Horoscopes

 

Aries: Zip up your zippers and button up your pants. If a lover sees you naked this week, your relationship will be short-lived.

Taurus: Uranus is all up in Taurus nowadays, you know what that means: It’s time to take your finest theology book (might I recommend some John Caputo?) and burn it at the obelisk behind Hill-Kitt. Thank me later.

Gemini: The Ugly Truth is that He’s Just Not That Into You; prepare for The Break-up, this is your Two Weeks Notice; Definitely-Maybe.

Cancer: Damn! Put on your best pair of pants this Friday because you’ve got a granny-smith ass.

Leo: You will find your AirPods this week. You will find your AirPods this week. You will find your Airpods this week.

Virgo: Rip you.

Libra: I know you’ve been going through a lot recently.
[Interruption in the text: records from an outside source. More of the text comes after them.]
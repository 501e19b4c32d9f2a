mod common;

use autodeps_core::{AutodepsConfig, AutodepsError};
use autodeps_indexer::{load_graph, GraphSource, IndexBuilder, PathResolver};
use common::*;

#[test]
fn java_library_jar_is_indexed_with_aliases_and_skips() {
    let layout = Layout::new();
    write_jar(
        &layout.bin().join("a/liba.jar"),
        &["com.x.Foo", "com.x.Bar"],
    );
    let graph = FakeGraph::new();
    let config = AutodepsConfig::default();

    let json = snapshot(vec![
        rule(
            "//a:a",
            "java_library",
            vec![
                list_attr("visibility", &["//visibility:public"]),
                list_attr("exports", &["//b:b"]),
            ],
            &["//a:liba.jar", "//a:liba-src.jar"],
        ),
        rule(
            "//a:a_alias",
            "alias",
            vec![string_attr("actual", "//a:a")],
            &[],
        ),
        rule("//gen:one", "genrule", vec![], &["//gen:one.txt"]),
        rule("//gen:two", "genrule", vec![], &["//gen:two.txt"]),
        source_file("//a:Foo.java", "/ws/a/Foo.java:1:1"),
    ]);

    let outcome = IndexBuilder::new(&graph, &layout.workspace, &config)
        .build_from_json(&json)
        .expect("index build should succeed");

    let index = outcome.index;
    assert_eq!(index.libraries().len(), 1);
    let lib = index.library("//a:a").unwrap();
    assert_eq!(lib.classes(), ["com.x.Foo", "com.x.Bar"]);
    assert_eq!(lib.archive_refs(), ["//a:liba.jar"]);
    assert_eq!(
        lib.visibility(),
        Some(&["//visibility:public".to_string()][..])
    );
    assert_eq!(lib.exports(), Some(&["//b:b".to_string()][..]));
    assert_eq!(index.alias().get("//a:a_alias"), Some("//a:a"));

    assert_eq!(outcome.report.skipped_kinds.len(), 1);
    assert!(outcome.report.skipped_kinds.contains("genrule"));
    assert!(index.library("//gen:one").is_none());
    assert!(graph.builds.borrow().is_empty());
}

#[test]
fn first_candidate_root_wins() {
    let layout = Layout::new();
    let graph = FakeGraph::new();
    write_jar(&layout.base().join("a/a.jar"), &["com.x.InBase"]);
    write_jar(&layout.bin().join("a/a.jar"), &["com.x.InBin"]);

    let resolver = PathResolver::new(&layout.workspace, &graph);
    assert_eq!(
        resolver.resolve("//a:a.jar", "//a:a").unwrap(),
        layout.base().join("a/a.jar")
    );

    write_jar(&layout.root().join("a/a.jar"), &["com.x.InRoot"]);
    assert_eq!(
        resolver.resolve("//a:a.jar", "//a:a").unwrap(),
        layout.root().join("a/a.jar")
    );
    assert!(graph.builds.borrow().is_empty());
}

#[test]
fn external_and_generated_references_are_probed() {
    let layout = Layout::new();
    let graph = FakeGraph::new();
    write_jar(
        &layout.base().join("external/scala_2_12/lib/jline.jar"),
        &["jline.Terminal"],
    );
    write_jar(
        &layout.root().join("bazel-out/k8-fastbuild/bin/p/libp.jar"),
        &["p.P"],
    );

    let resolver = PathResolver::new(&layout.workspace, &graph);
    assert_eq!(
        resolver.resolve("@scala_2_12//:lib/jline.jar", "@scala_2_12//:jline").unwrap(),
        layout.base().join("external/scala_2_12/lib/jline.jar")
    );
    assert_eq!(
        resolver.guess("bazel-out/k8-fastbuild/bin/p/libp.jar"),
        Some(layout.root().join("bazel-out/k8-fastbuild/bin/p/libp.jar"))
    );
}

#[test]
fn missing_output_is_built_once_per_rule() {
    let layout = Layout::new();
    let graph = FakeGraph::new()
        .on_build("//w:w", layout.bin().join("w/w_deploy.jar"), &["w.Main"])
        .with_outputs("//w:w_missing.jar", &[]);

    let resolver = PathResolver::new(&layout.workspace, &graph);
    assert_eq!(
        resolver.resolve("//w:w_deploy.jar", "//w:w").unwrap(),
        layout.bin().join("w/w_deploy.jar")
    );

    let err = resolver.resolve("//w:w_missing.jar", "//w:w").unwrap_err();
    assert!(matches!(err, AutodepsError::UnresolvableArchive { .. }));
    assert_eq!(*graph.builds.borrow(), vec!["//w:w"]);
    assert_eq!(resolver.built_rules(), 1);
}

#[test]
fn output_query_is_the_last_resort() {
    let layout = Layout::new();
    write_jar(
        &layout.base().join("execroot/ws/bazel-out/bin/t/t.jar"),
        &["t.T"],
    );
    let graph = FakeGraph::new()
        .with_outputs("//t:t.jar", &["execroot/ws/bazel-out/bin/t/t.jar"])
        .with_outputs("//u:u.jar", &["a/u.jar", "b/u.jar"]);

    let resolver = PathResolver::new(&layout.workspace, &graph);
    assert_eq!(
        resolver.resolve("//t:t.jar", "//t:t").unwrap(),
        layout.base().join("execroot/ws/bazel-out/bin/t/t.jar")
    );
    assert_eq!(*graph.builds.borrow(), vec!["//t:t"]);

    // Two candidate locations: nothing is guessed.
    let err = resolver.resolve("//u:u.jar", "//u:u").unwrap_err();
    assert!(matches!(err, AutodepsError::UnresolvableArchive { .. }));
}

#[test]
fn imports_fall_back_to_queried_outputs() {
    let layout = Layout::new();
    write_jar(&layout.root().join("third_party/guava.jar"), &["com.google.Guava"]);
    write_jar(
        &layout.root().join("bazel-out/bin/m/processed.jar"),
        &["m.Processed"],
    );
    let graph = FakeGraph::new().with_outputs(
        "//m:m",
        &["bazel-out/bin/m/processed.jar", "bazel-out/bin/m/m.jdeps"],
    );
    let config = AutodepsConfig::default();

    let json = snapshot(vec![
        rule(
            "//third_party:guava",
            "java_import",
            vec![list_attr("jars", &["//third_party:guava.jar"])],
            &[],
        ),
        rule(
            "//m:m",
            "java_import",
            vec![list_attr("jars", &["//m:not_there.jar"])],
            &[],
        ),
    ]);

    let index = IndexBuilder::new(&graph, &layout.workspace, &config)
        .build_from_json(&json)
        .unwrap()
        .index;

    assert_eq!(
        index.library("//third_party:guava").unwrap().archive_refs(),
        ["//third_party:guava.jar"]
    );
    let m = index.library("//m:m").unwrap();
    assert_eq!(m.archive_refs(), ["bazel-out/bin/m/processed.jar"]);
    assert_eq!(m.classes(), ["m.Processed"]);
    assert_eq!(*graph.output_queries.borrow(), vec!["//m:m"]);
}

#[test]
fn jar_generators_always_query_outputs() {
    let layout = Layout::new();
    write_jar(
        &layout.root().join("bazel-out/bin/proto/libfoo-speed.jar"),
        &["proto.FooProto"],
    );
    let graph = FakeGraph::new().with_outputs(
        "//proto:foo_java_proto",
        &["bazel-out/bin/proto/libfoo-speed.jar"],
    );
    let config = AutodepsConfig::default();

    let json = snapshot(vec![rule(
        "//proto:foo_java_proto",
        "java_proto_library",
        vec![],
        &[],
    )]);
    let index = IndexBuilder::new(&graph, &layout.workspace, &config)
        .build_from_json(&json)
        .unwrap()
        .index;

    assert_eq!(
        index.library("//proto:foo_java_proto").unwrap().classes(),
        ["proto.FooProto"]
    );
}

#[test]
fn unreadable_library_keeps_descriptor_without_classes() {
    let layout = Layout::new();
    write_jar(&layout.bin().join("ok/libok.jar"), &["ok.Ok"]);
    std::fs::create_dir_all(layout.bin().join("bad")).unwrap();
    std::fs::write(layout.bin().join("bad/libbad.jar"), b"not a jar").unwrap();
    let graph = FakeGraph::new();
    let config = AutodepsConfig::default();

    let json = snapshot(vec![
        rule("//bad:bad", "java_library", vec![], &["//bad:libbad.jar"]),
        rule("//gone:gone", "java_library", vec![], &["//gone:libgone.jar"]),
        rule("//ok:ok", "java_library", vec![], &["//ok:libok.jar"]),
        rule("//empty:empty", "java_library", vec![], &[]),
    ]);
    let outcome = IndexBuilder::new(&graph, &layout.workspace, &config)
        .build_from_json(&json)
        .unwrap();

    let index = &outcome.index;
    assert_eq!(index.libraries().len(), 4);
    assert!(index.library("//bad:bad").unwrap().classes().is_empty());
    assert!(index.library("//gone:gone").unwrap().classes().is_empty());
    assert!(index.library("//empty:empty").unwrap().classes().is_empty());
    assert_eq!(index.library("//ok:ok").unwrap().classes(), ["ok.Ok"]);

    let failed: Vec<_> = outcome
        .report
        .failures
        .iter()
        .map(|f| f.library.as_str())
        .collect();
    assert_eq!(failed, vec!["//bad:bad", "//gone:gone"]);
}

#[test]
fn failed_build_aborts_the_run() {
    let layout = Layout::new();
    let graph = FakeGraph::new().failing_build("//a:a");
    let config = AutodepsConfig::default();

    let json = snapshot(vec![rule(
        "//a:a",
        "java_library",
        vec![],
        &["//a:liba.jar"],
    )]);
    let err = IndexBuilder::new(&graph, &layout.workspace, &config)
        .build_from_json(&json)
        .unwrap_err();
    assert!(matches!(err, AutodepsError::BuildFailed { .. }));
}

#[test]
fn excluded_libraries_are_not_scanned() {
    let layout = Layout::new();
    let graph = FakeGraph::new();
    let config = AutodepsConfig::default();

    let json = snapshot(vec![rule(
        "@debezium_1_7//:compile_time_only_dependencies",
        "java_import",
        vec![list_attr("jars", &["/absolute/does/not/exist.jar"])],
        &[],
    )]);
    let outcome = IndexBuilder::new(&graph, &layout.workspace, &config)
        .build_from_json(&json)
        .unwrap();

    let lib = outcome
        .index
        .library("@debezium_1_7//:compile_time_only_dependencies")
        .unwrap();
    assert!(lib.classes().is_empty());
    assert_eq!(lib.archive_refs(), ["/absolute/does/not/exist.jar"]);
    assert_eq!(outcome.report.excluded.len(), 1);
    assert!(outcome.report.failures.is_empty());
    assert!(graph.builds.borrow().is_empty());
    assert!(graph.output_queries.borrow().is_empty());
}

#[test]
fn excluded_jar_generators_are_never_queried() {
    let layout = Layout::new();
    let graph = FakeGraph::new().with_outputs(
        "//proto:foo_java_proto",
        &["bazel-out/bin/proto/libfoo-speed.jar"],
    );
    let mut config = AutodepsConfig::default();
    config.index.exclude.push("//proto:foo_java_proto".into());

    let json = snapshot(vec![rule(
        "//proto:foo_java_proto",
        "java_proto_library",
        vec![],
        &[],
    )]);
    let outcome = IndexBuilder::new(&graph, &layout.workspace, &config)
        .build_from_json(&json)
        .unwrap();

    let lib = outcome.index.library("//proto:foo_java_proto").unwrap();
    assert!(lib.archive_refs().is_empty());
    assert!(lib.classes().is_empty());
    assert_eq!(outcome.report.excluded, vec!["//proto:foo_java_proto"]);
    assert!(graph.output_queries.borrow().is_empty());
}

#[test]
fn alias_without_actual_is_malformed_not_skipped() {
    let layout = Layout::new();
    let graph = FakeGraph::new();
    let config = AutodepsConfig::default();

    let json = snapshot(vec![
        rule("//a:dangling", "alias", vec![], &[]),
        rule("//gen:one", "genrule", vec![], &["//gen:one.txt"]),
    ]);
    let outcome = IndexBuilder::new(&graph, &layout.workspace, &config)
        .build_from_json(&json)
        .unwrap();

    assert!(outcome.index.alias().is_empty());
    assert_eq!(outcome.report.malformed, vec!["//a:dangling"]);
    assert_eq!(
        outcome.report.skipped_kinds.iter().collect::<Vec<_>>(),
        vec!["genrule"]
    );
    assert!(!outcome.report.skipped_kinds.contains("alias"));
}

#[test]
fn shared_classes_keep_traversal_order() {
    let layout = Layout::new();
    write_jar(&layout.bin().join("y/liby.jar"), &["com.x.C"]);
    write_jar(&layout.bin().join("x/libx.jar"), &["com.x.C", "com.x.D"]);
    let graph = FakeGraph::new();
    let config = AutodepsConfig::default();

    let json = snapshot(vec![
        rule("//y:y", "java_library", vec![], &["//y:liby.jar"]),
        rule("//x:x", "java_library", vec![], &["//x:libx.jar"]),
    ]);
    let index = IndexBuilder::new(&graph, &layout.workspace, &config)
        .build_from_json(&json)
        .unwrap()
        .index;

    assert_eq!(index.class_index().providers("com.x.C"), ["//y:y", "//x:x"]);
}

#[test]
fn graph_source_snapshot_and_seed() {
    let layout = Layout::new();
    let graph = FakeGraph::new();
    let file = layout.root().join("graph.json");
    let json = snapshot(vec![rule("//a:a", "java_library", vec![], &[])]);
    std::fs::write(&file, &json).unwrap();

    let loaded = load_graph(&GraphSource::Snapshot(file), &graph).unwrap();
    assert_eq!(loaded, json);
    assert!(graph.builds.borrow().is_empty());

    // The seed is built before its dependencies are queried.
    let err = load_graph(&GraphSource::Seed("//common:common".into()), &graph).unwrap_err();
    assert!(matches!(err, AutodepsError::GraphQueryFailed { .. }));
    assert_eq!(*graph.builds.borrow(), vec!["//common:common"]);
}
Buy someone who has been there for you a Friday flower this week, because capitalism can heal all wounds.

Scorpio: Take time to meditate on the impact of John Stamos on your own sexual development; then ask out the person with the finest flow in all of your Zoom classes.

Sagittarius: Spend more time in Buntrock than you spend in Regents this week; honestly, this isn’t even a horoscope, Regents majors just suck.

Capricorn: Capricorns tend to be somewhat pessimistic — I need you to up your pessimism by about 100! Have you seen the world lately?!

Aquarius: The friend group drama you’re going through right now will pass shortly – and everyone will be stronger because of it!

Pisces: The most important thing you can do for the next seven days is RECYCLE. Every item you recycle this week will come back to you as positive energy in 2024.